(Available records begins)
// crates/backplane-gateway/src/config.rs
// ============================================================================
// Module: Gateway Configuration
// Description: Environment-driven configuration for the gateway runtime.
// Purpose: Resolve ports, downstream targets, and the data directory.
// Dependencies: serde, thiserror
// ============================================================================

//! ## Overview
//! Configuration is read from the environment at startup and validated before
//! any listener is bound. Malformed values fail closed with a fatal error;
//! there is no partial startup. Downstream ports are optional: when neither
//! is present the service runs standalone with no proxy fallback.

// ============================================================================
// SECTION: Imports
// ============================================================================

use std::path::PathBuf;

use serde::Deserialize;
use thiserror::Error;

// ============================================================================
// SECTION: Constants
// ============================================================================

/// Environment variable naming the gateway listen port.
pub const PORT_ENV: &str = "PORT";
/// Environment variable naming the API downstream port.
pub const API_PORT_ENV: &str = "API_PORT";
/// Environment variable naming the application downstream port.
pub const APP_PORT_ENV: &str = "APP_PORT";
/// Environment variable naming the data directory.
pub const DATA_DIR_ENV: &str = "DATA_DIR";
/// Default gateway listen port.
pub const DEFAULT_PORT: u16 = 8080;
/// Default data directory.
pub const DEFAULT_DATA_DIR: &str = "./.data";

// ============================================================================
// SECTION: Errors
// ============================================================================

/// Configuration errors (fatal at startup).
#[derive(Debug, Error, Clone, PartialEq, Eq)]
pub enum ConfigError {
    /// A port variable holds a value outside 1..=65535.
    #[error("invalid port in {variable}: {value}")]
    InvalidPort {
        /// Environment variable name.
        variable: String,
        /// Rejected raw value.
        value: String,
    },
    /// The data directory is empty.
    #[error("data directory must not be empty")]
    EmptyDataDir,
}

// ============================================================================
// SECTION: Config
// ============================================================================

/// Gateway runtime configuration.
///
/// # Invariants
/// - `listen_port` and any downstream ports are non-zero.
/// - `data_dir` is non-empty.
#[derive(Debug, Clone, Deserialize)]
pub struct GatewayConfig {
    /// Port the gateway listens on.
    pub listen_port: u16,
    /// Downstream port for `/api` traffic the gateway does not serve itself.
    pub api_downstream_port: Option<u16>,
    /// Downstream port for non-`/api` traffic.
    pub app_downstream_port: Option<u16>,
    /// Base directory for credential and partition databases.
    pub data_dir: PathBuf,
}

impl GatewayConfig {
    /// Builds a standalone configuration rooted at the given data directory.
    #[must_use]
    pub fn standalone(listen_port: u16, data_dir: impl Into<PathBuf>) -> Self {
        Self {
            listen_port,
            api_downstream_port: None,
            app_downstream_port: None,
            data_dir: data_dir.into(),
        }
    }

    /// Loads configuration from process environment variables.
    ///
    /// # Errors
    ///
    /// Returns [`ConfigError`] when a variable holds a malformed value.
    pub fn from_env() -> Result<Self, ConfigError> {
        Self::from_lookup(|name| std::env::var(name).ok())
    }

    /// Loads configuration from an arbitrary variable lookup.
    ///
    /// # Errors
    ///
    /// Returns [`ConfigError`] when a variable holds a malformed value.
    pub fn from_lookup<F>(lookup: F) -> Result<Self, ConfigError>
    where
        F: Fn(&str) -> Option<String>,
    {
        let listen_port = match lookup(PORT_ENV) {
            Some(raw) => parse_port(PORT_ENV, &raw)?,
            None => DEFAULT_PORT,
        };
        let api_downstream_port = match lookup(API_PORT_ENV) {
            Some(raw) => Some(parse_port(API_PORT_ENV, &raw)?),
            None => None,
        };
        let app_downstream_port = match lookup(APP_PORT_ENV) {
            Some(raw) => Some(parse_port(APP_PORT_ENV, &raw)?),
            None => None,
        };
        let data_dir = lookup(DATA_DIR_ENV).unwrap_or_else(|| DEFAULT_DATA_DIR.to_string());
        if data_dir.trim().is_empty() {
            return Err(ConfigError::EmptyDataDir);
        }
        Ok(Self {
            listen_port,
            api_downstream_port,
            app_downstream_port,
            data_dir: PathBuf::from(data_dir),
        })
    }

    /// Returns true when a proxy fallback should be installed.
    #[must_use]
    pub const fn has_downstream(&self) -> bool {
        self.api_downstream_port.is_some() || self.app_downstream_port.is_some()
    }
}

/// Parses a port variable, rejecting zero and non-numeric values.
fn parse_port(variable: &str, raw: &str) -> Result<u16, ConfigError> {
    let trimmed = raw.trim();
    let parsed: u16 = trimmed.parse().map_err(|_| ConfigError::InvalidPort {
        variable: variable.to_string(),
        value: raw.to_string(),
    })?;
    if parsed == 0 {
        return Err(ConfigError::InvalidPort {
            variable: variable.to_string(),
            value: raw.to_string(),
        });
    }
    Ok(parsed)
}

// ============================================================================
// SECTION: Tests
// ============================================================================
(Available records ends)
__Aim of the task__
Stop at the line containing "pub const API_PORT_ENV: &str". Please print exactly every line before it from the start of the records, plus that line itself, and nothing else.

__Result of this exercise__
// crates/backplane-gateway/src/config.rs
// ============================================================================
// Module: Gateway Configuration
// Description: Environment-driven configuration for the gateway runtime.
// Purpose: Resolve ports, downstream targets, and the data directory.
// Dependencies: serde, thiserror
// ============================================================================

//! ## Overview
//! Configuration is read from the environment at startup and validated before
//! any listener is bound. Malformed values fail closed with a fatal error;
//! there is no partial startup. Downstream ports are optional: when neither
//! is present the service runs standalone with no proxy fallback.

// ============================================================================
// SECTION: Imports
// ============================================================================

use std::path::PathBuf;

use serde::Deserialize;
use thiserror::Error;

// ============================================================================
// SECTION: Constants
// ============================================================================

/// Environment variable naming the gateway listen port.
pub const PORT_ENV: &str = "PORT";
/// Environment variable naming the API downstream port.
pub const API_PORT_ENV: &str = "API_PORT";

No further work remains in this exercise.